We moved back East two years later, and into to our first real home, an apartment on New York’s West Side. We brought two babies home to that little apartment over the next five years. I put up a tree each year even though we traveled with our infants and toddlers for Christmas celebrations with the grandparents and cousins in Cleveland or Philadelphia. There was a stellar home shop on Amsterdam Avenue and West 79th Street in those days, with a distinctive collection of Christmas ornaments. People would actually line up on the sidewalk outside in December, waiting for their chance to get inside the tiny shop and view the offerings. I added some unique ornaments to my collection in those years!
We decided we had outgrown that New York apartment when The Boy, our third child, was on the way, so we moved into a family house in the New Jersey suburbs. And I had banister to decorate for the first time. We began spending Christmas in our own house then, not because of the banister, but so that our children could come downstairs on little slippered feet, in their Carter’s zip sleepers or Hanna Andersson pajamas, and find that Santa had visited.
Pajamas on Christmas morning are a very important part of childhood. A dear friend discovered Christopher Radko about then, and started selling his ornaments. Thus the birth of my Radko collection.
We moved to London in the late 1990’s, and we occupied three different town houses over the twelve years we were there. All those floors? All those decorating possibilities! And the banisters were sublime. (One thing I will say, about photographs on Christmas morning… children in their pajamas look charming; sleepy teenagers are not as happy to have their tousled hair and random sleeping attire captured on film.) We moved back into the same New Jersey house twelve years later. And yes, I still knew where all the Christmas decorations should be. Now here I am decorating our Boston apartment for the first time. Just an observation: each house has had a perfect spot for the Christmas tree.
There are rewards, and challenges, to decorating against this changing Christmas backdrop.
But to start with, let’s be honest.
I LIKE decorating the house for Christmas.
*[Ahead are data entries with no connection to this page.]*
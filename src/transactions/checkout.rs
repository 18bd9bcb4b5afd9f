//! Checkout cart built from the `items` query parameter.
//!
//! The cart is written as `items=<bookId>:<qty>,<bookId>:<qty>`. It is
//! priced against the current catalog, checked against stock and turned
//! into a `POST /transactions` body.

use std::collections::BTreeMap;

use crate::api::{Book, BookId, CheckoutLine, CheckoutRequest, ClientError, UserId};
use crate::view::ViewQuery;

/// Parameter holding the cart.
pub const ITEMS_PARAM: &str = "items";

/// Requested quantity of one book.
#[derive(Debug, Clone, PartialEq, Eq)]
pub struct CartLine {
    /// Book to buy.
    pub book_id: BookId,
    /// Copies requested; always positive.
    pub quantity: u32,
}

/// Books the user intends to buy, in first-mention order.
#[derive(Debug, Clone, Default, PartialEq, Eq)]
pub struct Cart {
    lines: Vec<CartLine>,
}

impl Cart {
    /// Reads the cart from the location's `items` parameter.
    ///
    /// Repeated books are merged and zero quantities dropped.
    ///
    /// # Errors
    ///
    /// Returns [`ClientError::Validation`] for entries that are not
    /// `id:quantity` with a non-negative integer quantity.
    pub fn from_query(query: &ViewQuery) -> Result<Self, ClientError> {
        query.get(ITEMS_PARAM).map_or_else(|| Ok(Self::default()), Self::parse)
    }

    /// Parses `id:qty,id:qty`.
    ///
    /// # Errors
    ///
    /// Returns [`ClientError::Validation`] for malformed entries.
    pub fn parse(raw: &str) -> Result<Self, ClientError> {
        let mut cart = Self::default();
        for entry in raw.split(',').map(str::trim).filter(|entry| !entry.is_empty()) {
            let (id, quantity) = entry.split_once(':').ok_or_else(|| {
                ClientError::validation(ITEMS_PARAM, &format!("'{entry}' is not id:quantity"))
            })?;
            let book_id = id.trim();
            if book_id.is_empty() {
                return Err(ClientError::validation(
                    ITEMS_PARAM,
                    &format!("'{entry}' has no book id"),
                ));
            }
            let count = quantity.trim().parse::<u32>().map_err(|_| {
                ClientError::validation(
                    ITEMS_PARAM,
                    &format!("quantity in '{entry}' must be a non-negative integer"),
                )
            })?;
            cart.add(BookId::new(book_id), count);
        }
        Ok(cart)
    }

    /// Adds copies of a book; zero is ignored.
    pub fn add(&mut self, book_id: BookId, quantity: u32) {
        if quantity == 0 {
            return;
        }
        if let Some(line) = self.lines.iter_mut().find(|line| line.book_id == book_id) {
            line.quantity = line.quantity.saturating_add(quantity);
        } else {
            self.lines.push(CartLine { book_id, quantity });
        }
    }

    /// Returns the cart lines.
    #[must_use]
    pub fn lines(&self) -> &[CartLine] {
        &self.lines
    }

    /// Returns true when nothing is in the cart.
    #[must_use]
    pub fn is_empty(&self) -> bool {
        self.lines.is_empty()
    }

    /// Serialises the cart back to its `items` form.
    #[must_use]
    pub fn to_param(&self) -> String {
        self.lines
            .iter()
            .map(|line| format!("{}:{}", line.book_id, line.quantity))
            .collect::<Vec<_>>()
            .join(",")
    }

    /// Prices the cart against `books`.
    ///
    /// # Errors
    ///
    /// Returns [`ClientError::Validation`] when a book is unknown, a
    /// quantity exceeds stock, or the subtotal is zero.
    pub fn price(&self, books: &[Book]) -> Result<PricedCart, ClientError> {
        let catalog: BTreeMap<&BookId, &Book> = books.iter().map(|book| (&book.id, book)).collect();
        let mut lines = Vec::with_capacity(self.lines.len());
        for line in &self.lines {
            let book = catalog.get(&line.book_id).copied().ok_or_else(|| {
                ClientError::validation(ITEMS_PARAM, &format!("book {} does not exist", line.book_id))
            })?;
            if line.quantity > book.stock {
                return Err(ClientError::validation(
                    ITEMS_PARAM,
                    &format!(
                        "only {} of '{}' in stock, {} requested",
                        book.stock, book.title, line.quantity
                    ),
                ));
            }
            lines.push(PricedLine {
                book: book.clone(),
                quantity: line.quantity,
            });
        }

        let subtotal = lines
            .iter()
            .fold(0_u64, |sum, line| sum.saturating_add(line.line_total()));
        if subtotal == 0 {
            return Err(ClientError::validation(
                ITEMS_PARAM,
                "choose at least one book before checking out",
            ));
        }
        Ok(PricedCart { lines, subtotal })
    }
}

/// Cart line with its book details.
#[derive(Debug, Clone, PartialEq, Eq)]
pub struct PricedLine {
    /// Book being bought.
    pub book: Book,
    /// Copies.
    pub quantity: u32,
}

impl PricedLine {
    /// Returns `price * quantity`, saturating on overflow.
    #[must_use]
    pub fn line_total(&self) -> u64 {
        self.book.price.saturating_mul(u64::from(self.quantity))
    }
}

/// Validated cart ready for submission.
#[derive(Debug, Clone, PartialEq, Eq)]
pub struct PricedCart {
    /// Lines in cart order.
    pub lines: Vec<PricedLine>,
    /// Sum of line totals; always positive.
    pub subtotal: u64,
}

impl PricedCart {
    /// Builds the order body for `user_id`.
    #[must_use]
    pub fn to_request(&self, user_id: UserId) -> CheckoutRequest {
        CheckoutRequest {
            user_id,
            items: self
                .lines
                .iter()
                .map(|line| CheckoutLine {
                    book_id: line.book.id.clone(),
                    quantity: line.quantity,
                })
                .collect(),
        }
    }
}

#[cfg(test)]
mod tests {
    use rstest::{fixture, rstest};

    use super::Cart;
    use crate::api::models::test_support::book;
    use crate::api::{Book, BookId, ClientError, UserId};
    use crate::view::ViewQuery;

    #[fixture]
    fn shelf() -> Vec<Book> {
        let mut dune = book("1", "Dune", "Frank Herbert");
        dune.price = 150_000;
        dune.stock = 3;
        let mut emma = book("2", "Emma", "Jane Austen");
        emma.price = 80_000;
        emma.stock = 1;
        let mut free = book("3", "Leaflet", "Anonymous");
        free.price = 0;
        vec![dune, emma, free]
    }

    #[test]
    fn parse_merges_repeats_and_drops_zero() {
        let cart = Cart::parse("1:2, 2:0,1:1,").expect("cart should parse");
        assert_eq!(cart.to_param(), "1:3");
    }

    #[test]
    fn missing_parameter_is_an_empty_cart() {
        let cart = Cart::from_query(&ViewQuery::parse("page=1")).expect("cart should parse");
        assert!(cart.is_empty());
    }

    #[rstest]
    #[case("1")]
    #[case(":2")]
    #[case("1:-1")]
    #[case("1:two")]
    fn malformed_entries_are_rejected(#[case] raw: &str) {
        assert!(matches!(
            Cart::parse(raw),
            Err(ClientError::Validation { .. })
        ));
    }

    #[rstest]
    fn priced_cart_totals_and_builds_request(shelf: Vec<Book>) {
        let cart = Cart::parse("1:2,2:1").expect("cart should parse");
        let priced = cart.price(&shelf).expect("cart should price");
        assert_eq!(priced.subtotal, 380_000);

        let request = priced.to_request(UserId::new("u-9"));
        assert_eq!(request.user_id, UserId::new("u-9"));
        let quantities: Vec<(BookId, u32)> = request
            .items
            .into_iter()
            .map(|line| (line.book_id, line.quantity))
            .collect();
        assert_eq!(
            quantities,
            vec![(BookId::new("1"), 2), (BookId::new("2"), 1)]
        );
    }

    #[rstest]
    #[case("2:2", "in stock")]
    #[case("9:1", "does not exist")]
    #[case("3:4", "at least one book")]
    #[case("", "at least one book")]
    fn invalid_carts_are_rejected(shelf: Vec<Book>, #[case] raw: &str, #[case] reason: &str) {
        let cart = Cart::parse(raw).expect("cart should parse");
        let result = cart.price(&shelf);
        assert!(
            matches!(&result, Err(ClientError::Validation { message, .. }) if message.contains(reason)),
            "expected '{reason}', got {result:?}"
        );
    }
}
I have always enjoyed collecting special ornaments for the tree, for the table, for the mantlepieces, from the first European glass pine cones and birds I found over by the Stanford Shopping Mall.
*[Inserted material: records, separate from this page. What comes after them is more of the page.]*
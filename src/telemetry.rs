//! Client telemetry events and sinks.
//!
//! Events describe how list views are kept fresh: how long fetches take and
//! how often a late response is thrown away. Nothing is transmitted; the
//! only real sink writes JSON lines to stderr when `--telemetry` is set.

use std::io;

use serde::{Deserialize, Serialize};

/// A structured telemetry event emitted by litshop.
#[derive(Debug, Clone, PartialEq, Eq, Serialize, Deserialize)]
#[serde(tag = "type", rename_all = "snake_case")]
pub enum TelemetryEvent {
    /// A list view applied a fetched data set.
    ViewFetched {
        /// View name (e.g. `books`).
        view: String,
        /// Number of items returned by the API before client-side filtering.
        item_count: usize,
        /// Time between issuing the request and applying it.
        latency_ms: u64,
    },
    /// A response arrived for parameters that are no longer current.
    StaleResponseDiscarded {
        /// View name.
        view: String,
        /// Identifier of the superseded request.
        request_id: u64,
    },
}

/// A sink that can record telemetry events.
pub trait TelemetrySink: Send + Sync {
    /// Records a telemetry event.
    fn record(&self, event: TelemetryEvent);
}

/// Telemetry sink that drops all events.
#[derive(Debug, Default, Clone, Copy)]
pub struct NoopTelemetrySink;

impl TelemetrySink for NoopTelemetrySink {
    fn record(&self, _event: TelemetryEvent) {}
}

/// Records telemetry events to stderr as JSON lines (JSONL).
#[derive(Debug, Default)]
pub struct StderrJsonlTelemetrySink;

impl TelemetrySink for StderrJsonlTelemetrySink {
    fn record(&self, event: TelemetryEvent) {
        let Ok(serialised) = serde_json::to_string(&event) else {
            return;
        };

        let _ignored = writeln_stderr(&serialised);
    }
}

fn writeln_stderr(message: &str) -> io::Result<()> {
    use io::Write;

    let mut stderr = io::stderr().lock();
    writeln!(stderr, "{message}")
}

/// Sink that keeps events in memory for assertions.
#[cfg(any(test, feature = "test-support"))]
#[derive(Debug, Default)]
pub struct RecordingTelemetrySink {
    events: std::sync::Mutex<Vec<TelemetryEvent>>,
}

#[cfg(any(test, feature = "test-support"))]
impl RecordingTelemetrySink {
    /// Drains and returns the recorded events.
    #[must_use]
    pub fn take(&self) -> Vec<TelemetryEvent> {
        self.events
            .lock()
            .map(|mut events| events.drain(..).collect())
            .unwrap_or_default()
    }
}

#[cfg(any(test, feature = "test-support"))]
impl TelemetrySink for RecordingTelemetrySink {
    fn record(&self, event: TelemetryEvent) {
        if let Ok(mut events) = self.events.lock() {
            events.push(event);
        }
    }
}

#[cfg(test)]
mod tests {
    use super::{RecordingTelemetrySink, TelemetryEvent, TelemetrySink};

    #[test]
    fn recording_sink_captures_events() {
        let sink = RecordingTelemetrySink::default();
        sink.record(TelemetryEvent::StaleResponseDiscarded {
            view: "books".to_owned(),
            request_id: 3,
        });

        assert_eq!(
            sink.take(),
            vec![TelemetryEvent::StaleResponseDiscarded {
                view: "books".to_owned(),
                request_id: 3,
            }]
        );
        assert!(sink.take().is_empty());
    }

    #[test]
    fn events_serialise_with_snake_case_tag() {
        let event = TelemetryEvent::ViewFetched {
            view: "transactions".to_owned(),
            item_count: 12,
            latency_ms: 40,
        };
        let json = serde_json::to_value(&event).expect("event should serialise");
        assert_eq!(
            json,
            serde_json::json!({
                "type": "view_fetched",
                "view": "transactions",
                "item_count": 12,
                "latency_ms": 40
            })
        );
    }
}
I’ll admit that I have amassed a large collection over the years. And while it might be a pain to lug the worn cardboard Christmas storage boxes down from the attic, or up from the cellar, or over from the storage locker, once the boxes are in the house, and in the living room, I always enjoy unwrapping these treasures. There is a real ceremony to it, unwrapping each piece, unfolding the thin tissue paper sheaths (some tissue as soft as silk from years of hands wrapping and unwrapping), or unpacking the cotton wadding that has cocooned ornaments through the year.
Each packing carton is actually a Chinese puzzle of smaller boxes, the product of my previous year’s post-Christmas sorting logic. Wooden animals? Christopher Radko glass balls?
UK inspired ornaments,
and Santas and houses for the mantlepiece,
garlands and gingerbread ornaments for the stair railings…. In a new home, every piece will have to find its perfect spot. I will have to put the puzzle together in another way.
How is it possible that each year I am surprised a little by what I find in the Christmas cartons? How can I have forgotten the charm of The Girl’s collection of Muffy Bears, in those ever changing annual costumes,
or the vivid coloration of Radko’s Little Gems,
or the Candyland delight of the garlanded banister?
Perhaps the annual sense of surprise is part of the gift of Christmas, rediscovering (at least for this once-and-future-Mom), all over again as if for the first time, the memories and the delights of our Christmas tradition, the tradition that I myself have created over the years. And then there is the act – of decorating the place, staging the scene, where it will all happen. For let’s agree that this, your Christmas decorated living room, your garlanded front hall, and your cozy, beribboned library, is ‘home’. This is where the family will gather, where the fire will sparkle and the tree will twinkle, as you sip your rum punch and nibble your cheese straws, where all of your family will be filled with the tingle of anticipation, for the gifts of company and thoughtfulness that you will exchange, at Christmas, from under and around the tree.
Perhaps this is even more true in the ephemeral world of the afterhood Mom, where grown children come and go in inexplicable moments, and always at the vanishing point. This is where the new, brief Christmas memories will be made, to add to the historical garland.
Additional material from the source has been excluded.